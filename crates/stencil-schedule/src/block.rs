//! Template blocks as handed over by the extractor.

use serde::{Deserialize, Serialize};

/// Whitespace directive on one side of a block's delimiters.
#[derive(Debug, Clone, Copy, Default, PartialEq, Eq, Serialize, Deserialize)]
#[serde(rename_all = "snake_case")]
pub enum TrimMode {
    #[default]
    None,
    /// Strip one adjacent newline.
    Newline,
    /// Strip all adjacent whitespace.
    Whitespace,
}

/// One script or interpolation unit of a template.
///
/// The extractor owns delimiter syntax and trim semantics; this crate only
/// reads `id`, `command` and `is_execution`.
#[derive(Debug, Clone, PartialEq, Eq, Serialize, Deserialize)]
pub struct TemplateBlock {
    /// Position in the document. Defines the total order of blocks.
    pub id: usize,
    /// Original delimited text.
    #[serde(default)]
    pub match_text: String,
    /// Script inside the delimiters.
    pub command: String,
    /// Statement block (`true`) or single interpolation expression.
    #[serde(default)]
    pub is_execution: bool,
    #[serde(default)]
    pub left_trim: TrimMode,
    #[serde(default)]
    pub right_trim: TrimMode,
    #[serde(default)]
    pub original_start: usize,
    #[serde(default)]
    pub original_end: usize,
}

impl TemplateBlock {
    /// A statement block.
    pub fn execution(id: usize, command: impl Into<String>) -> Self {
        Self::new(id, command.into(), true)
    }

    /// An interpolation block.
    pub fn interpolation(id: usize, command: impl Into<String>) -> Self {
        Self::new(id, command.into(), false)
    }

    fn new(id: usize, command: String, is_execution: bool) -> Self {
        Self {
            id,
            match_text: command.clone(),
            command,
            is_execution,
            left_trim: TrimMode::None,
            right_trim: TrimMode::None,
            original_start: 0,
            original_end: 0,
        }
    }

    /// Set the original text and its offsets in the document.
    pub fn with_source(mut self, match_text: impl Into<String>, start: usize) -> Self {
        self.match_text = match_text.into();
        self.original_start = start;
        self.original_end = start + self.match_text.len();
        self
    }
}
- - -
* Task description *
What you return must be an exact retyping of the lines above starting at the line with "order of blocks." and ending at the line with "pub fn execution(id: usize, command: impl", and nothing besides.

* Response for this exercise *
    /// Position in the document. Defines the total order of blocks.
    pub id: usize,
    /// Original delimited text.
    #[serde(default)]
    pub match_text: String,
    /// Script inside the delimiters.
    pub command: String,
    /// Statement block (`true`) or single interpolation expression.
    #[serde(default)]
    pub is_execution: bool,
    #[serde(default)]
    pub left_trim: TrimMode,
    #[serde(default)]
    pub right_trim: TrimMode,
    #[serde(default)]
    pub original_start: usize,
    #[serde(default)]
    pub original_end: usize,
}

impl TemplateBlock {
    /// A statement block.
    pub fn execution(id: usize, command: impl Into<String>) -> Self {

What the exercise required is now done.